Mac shook his hand, trying to get color back into his digit.
“Mac, you come home with me? Don want see you alone on Christmas Eve.” Although it didn’t affect his singing in the least, Jung-Ja still had speech problems, a leftover from his motorcycle accident many months ago. His meaning was clear enough, even if he lacked some words.
“No. I’m fine, Jung-Ja, but thanks for thinking of me.” He’d only be a third wheel at Jung-Ja’s house. He’d feel out of place. Even though Mac certainly wasn’t fine, and he probably shouldn’t lie about it, he smiled, anyway, so that Jung-Ja wouldn’t suspect.
Shinwoo took off to go to an opera performance. “Peace, away from everyone, especially Leo and Ji Hu. Who could ask for more? I won’t have to listen to their incessant, happy chatter and I’ll get to hear some quality singing, as well. Want to come, Mac? I’ve got plenty of tuxedos in my closet collecting dust. I’m sure they won’t turn you away, even if you don’t have a ticket. They’ll probably give you the best seat in the house where everyone can see your pretty face, happy to have an idol come to the performance.” Shinwoo thought a moment about what he said. “Hmm…I’d better keep a low profile until I get to my box and then lock the door. I don’t want them ushering me down to those orchestra seats.”
Mac thanked him, but he certainly wasn’t about to stuff himself into one of Shinwoo’s tuxes and listen to a fat lady sing something in Italian or German. He’d had enough performances for one day, anyway.
Volunteering at a homeless shelter, Ji Hu rushed from the dorm as soon as he showered and changed. He also asked Mac if he wanted to come and help, but Mac declined, this time. He kind of agreed with Shinwoo about needing quiet, but didn’t want to tell Ji Hu this. A little tranquility, after all those screaming teens at the matinee, would be preferable to the depressing scenes of the homeless at the shelter. Mac’s ears still rang from one girl that yelled so loudly, right next to him during their autograph session in the lobby. He was positive he went deaf in that ear for a few minutes.
Being in one of the hottest K-pop boy bands in South Korea sometimes had its perks. Jung-Ja could afford to buy his family the present he frantically wrapped at the last minute. Shinwoo would get special treatment at the opera, even if he tried to avoid it. Ji Hu had no problem recruiting volunteers to help him at the homeless shelter, and Leo drove his own expensive vehicle home, to spend the holiday with his family.
Sometimes, like now, though, it had its downside. Mac was thousands of miles away from his parents, back in the good, old U.S. of A. Sure, he scheduled an online chat with them tomorrow and would arrive at his aunt’s house in Seoul to celebrate Christmas, but tonight, it was lonely. He missed all those Christmas Eve traditions that he shared with his mom and dad. He sorely missed home.
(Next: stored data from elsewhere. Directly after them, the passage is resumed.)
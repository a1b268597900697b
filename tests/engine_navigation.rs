use std::sync::Arc;
use std::time::Duration;

use slideshow_engine::engine::Regions;
use slideshow_engine::view::headless::HeadlessView;
use slideshow_engine::{Catalog, Error, ImageRecord, ShowRegistry, Slideshow, SlideshowOptions};

fn sync_options() -> SlideshowOptions {
    // Zero-duration fades complete inline, making transitions synchronous.
    SlideshowOptions {
        transition_duration: Duration::ZERO,
        ..SlideshowOptions::default()
    }
}

fn build(
    records: Vec<ImageRecord>,
    options: SlideshowOptions,
) -> (Arc<HeadlessView>, Regions, ShowRegistry, Arc<Slideshow>) {
    let view = HeadlessView::new();
    let regions = Regions {
        image: view.region("image"),
        carousel: Some(view.region("carousel")),
        title: Some(view.region("title")),
        caption: Some(view.region("caption")),
    };
    let registry = ShowRegistry::new();
    let show = Slideshow::new(
        Arc::new(Catalog::new(records)),
        regions,
        options,
        view.clone(),
        &registry,
    )
    .expect("engine construction");
    (view, regions, registry, show)
}

fn three_slides() -> Vec<ImageRecord> {
    vec![
        ImageRecord::new("a.jpg").with_title("A"),
        ImageRecord::new("b.jpg").with_title("B"),
        ImageRecord::new("c.jpg").with_title("C"),
    ]
}

#[tokio::test]
async fn first_slide_shown_on_construction() {
    let (view, regions, _registry, show) = build(three_slides(), sync_options());
    assert_eq!(show.current_index(), Some(0));
    assert_eq!(view.displayed_image(regions.image).as_deref(), Some("a.jpg"));
    assert_eq!(view.opacity(regions.image), 1.0);
}

#[tokio::test]
async fn show_image_settles_current_regardless_of_animate() {
    let (_view, _regions, _registry, show) = build(three_slides(), sync_options());
    assert!(show.show_image(1, true));
    assert_eq!(show.current_index(), Some(1));
    assert!(show.show_image(2, false));
    assert_eq!(show.current_index(), Some(2));
    assert_eq!(show.current_record().unwrap().image, "c.jpg");
}

#[tokio::test]
async fn repeated_next_cycles_back_to_first() {
    let (view, regions, _registry, show) = build(three_slides(), sync_options());
    let mut seen = Vec::new();
    for _ in 0..3 {
        assert!(show.show_next_image());
        seen.push(show.current_index().unwrap());
    }
    assert_eq!(seen, vec![1, 2, 0]);
    assert_eq!(view.displayed_image(regions.image).as_deref(), Some("a.jpg"));
}

#[tokio::test]
async fn next_skips_adjacent_duplicate_url() {
    let records = vec![
        ImageRecord::new("a.jpg"),
        ImageRecord::new("a.jpg"),
        ImageRecord::new("b.jpg"),
    ];
    let (_view, _regions, _registry, show) = build(records, sync_options());
    assert_eq!(show.current_index(), Some(0));
    show.show_next_image();
    // Entry 1 repeats a.jpg, so the advance lands on 2.
    assert_eq!(show.current_index(), Some(2));
}

#[tokio::test]
async fn duplicate_skip_is_wrap_safe() {
    let records = vec![
        ImageRecord::new("a.jpg"),
        ImageRecord::new("b.jpg"),
        ImageRecord::new("a.jpg"),
    ];
    let (_view, _regions, _registry, show) = build(records, sync_options());
    show.show_image(2, false);
    show.show_next_image();
    // Entry 0 repeats the image shown at entry 2; skip lands on 1.
    assert_eq!(show.current_index(), Some(1));
}

#[tokio::test]
async fn out_of_range_navigation_is_tolerated() {
    let (_view, _regions, _registry, show) = build(three_slides(), sync_options());
    assert!(!show.show_image(7, true));
    assert_eq!(show.current_index(), Some(0));
}

#[tokio::test]
async fn empty_catalog_navigation_returns_sentinel() {
    let options = SlideshowOptions {
        auto_show_first_slide: false,
        ..sync_options()
    };
    let (_view, _regions, _registry, show) = build(Vec::new(), options);
    assert_eq!(show.current_index(), None);
    assert!(!show.show_next_image());
    assert!(!show.show_image(0, true));
    assert_eq!(show.current_record(), None);
}

#[tokio::test]
async fn auto_show_first_requires_nonempty_catalog() {
    let view = HeadlessView::new();
    let regions = Regions {
        image: view.region("image"),
        carousel: None,
        title: None,
        caption: None,
    };
    let registry = ShowRegistry::new();
    let err = Slideshow::new(
        Arc::new(Catalog::default()),
        regions,
        sync_options(),
        view.clone(),
        &registry,
    );
    assert!(matches!(err, Err(Error::EmptyCatalog)));
    assert!(registry.is_empty());
}

#[tokio::test]
async fn keep_initial_slide_suppresses_first_render() {
    let options = SlideshowOptions {
        keep_initial_slide: true,
        ..sync_options()
    };
    let (view, regions, _registry, show) = build(three_slides(), options);
    assert_eq!(view.displayed_image(regions.image), None);
    assert_eq!(view.insert_count(regions.image), 0);
    // No engine render and no carousel marker either.
    assert_eq!(show.current_index(), None);
}

#[tokio::test]
async fn current_falls_back_to_carousel_marker() {
    let options = SlideshowOptions {
        keep_initial_slide: true,
        ..sync_options()
    };
    let (view, _regions, _registry, show) = build(three_slides(), options);
    let entries: Vec<_> = show.carousel().unwrap().entries().to_vec();
    view.add_class(entries[1], "active");
    assert_eq!(show.current_index(), Some(1));
    assert_eq!(show.current_record().unwrap().image, "b.jpg");
}

#[tokio::test]
async fn every_image_is_preloaded_on_construction() {
    let (view, _regions, _registry, _show) = build(three_slides(), sync_options());
    assert_eq!(view.preloaded(), vec!["a.jpg", "b.jpg", "c.jpg"]);
}

#[tokio::test]
async fn linked_record_wraps_image_in_link() {
    let records = vec![
        ImageRecord::new("a.jpg"),
        ImageRecord::new("b.jpg").with_link("https://example.net/b"),
    ];
    let (view, regions, _registry, show) = build(records, sync_options());
    assert_eq!(view.displayed_link(regions.image), None);
    show.show_image(1, false);
    assert_eq!(
        view.displayed_link(regions.image).as_deref(),
        Some("https://example.net/b")
    );
}

#[tokio::test(start_paused = true)]
async fn transition_settles_asynchronously() {
    let options = SlideshowOptions {
        transition_duration: Duration::from_millis(50),
        ..SlideshowOptions::default()
    };
    let (view, regions, _registry, show) = build(three_slides(), options);
    assert_eq!(show.current_index(), Some(0));

    show.show_image(1, true);
    assert!(show.transition_in_flight());
    assert_eq!(show.current_index(), Some(0));

    tokio::time::sleep(Duration::from_millis(200)).await;
    assert!(!show.transition_in_flight());
    assert_eq!(show.current_index(), Some(1));
    assert_eq!(view.displayed_image(regions.image).as_deref(), Some("b.jpg"));
}

#[tokio::test(start_paused = true)]
async fn overlapping_requests_last_one_wins() {
    let options = SlideshowOptions {
        transition_duration: Duration::from_millis(50),
        ..SlideshowOptions::default()
    };
    let (view, regions, _registry, show) = build(three_slides(), options);
    let baseline = view.insert_count(regions.image);

    show.show_image(1, true);
    show.show_image(2, true);
    tokio::time::sleep(Duration::from_millis(300)).await;

    assert_eq!(show.current_index(), Some(2));
    assert_eq!(view.displayed_image(regions.image).as_deref(), Some("c.jpg"));
    // The superseded request never inserted.
    assert_eq!(view.insert_count(regions.image), baseline + 1);
}
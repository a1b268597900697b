use thiserror::Error;

/// Library error type for slideshow construction and show-file loading.
#[derive(Debug, Error)]
pub enum Error {
    /// Construction asked for an automatic first render with no slides.
    #[error("slideshow catalog is empty")]
    EmptyCatalog,

    /// Underlying IO error.
    #[error(transparent)]
    Io(#[from] std::io::Error),

    /// YAML/serde show-file error.
    #[error(transparent)]
    Config(#[from] serde_yaml::Error),
}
He remembered his first Christmas with his parents, when he was nine. He experienced many firsts that year, but that was when he saw a real Christmas tree, up close. With stiff, springy needles, the tree stretched nearly to the ceiling in the living room, in front of the window. White lights twinkled in the branches, casting reflections on the ornaments, and a fragrance of pine enveloped the room. He helped decorate the tree with his mom and she let him put up the manger scene underneath its branches. Carefully unwrapping figures from tissue paper, he placed them in and around the three-sided, wooden structure that served as the manger. She told him the story of Mary and Joseph and their journey to Bethlehem as he gingerly placed the figures in the straw. He had heard the story before, but that time it held new meaning for him. Having spent a good part of the year in the hospital battling cancer, he was heading toward remission. After the last many months sporting a bald head from chemotherapy, his new hair was finally starting to sprout, so light it was almost white. Just as Mary and Joseph had given birth to the Christ Child and started a family, he had been given a family, as well, his new mother and father. This family, Mac’s new parents, unlike any of his other foster families, was going to last. His mother and father had already started the paperwork to adopt him and he couldn’t have been happier about it. He had found peace, warmth, and abundant love with them. They accepted him for who he was, not for another check from the government because they were putting up a foster child. They actually wanted him and loved him.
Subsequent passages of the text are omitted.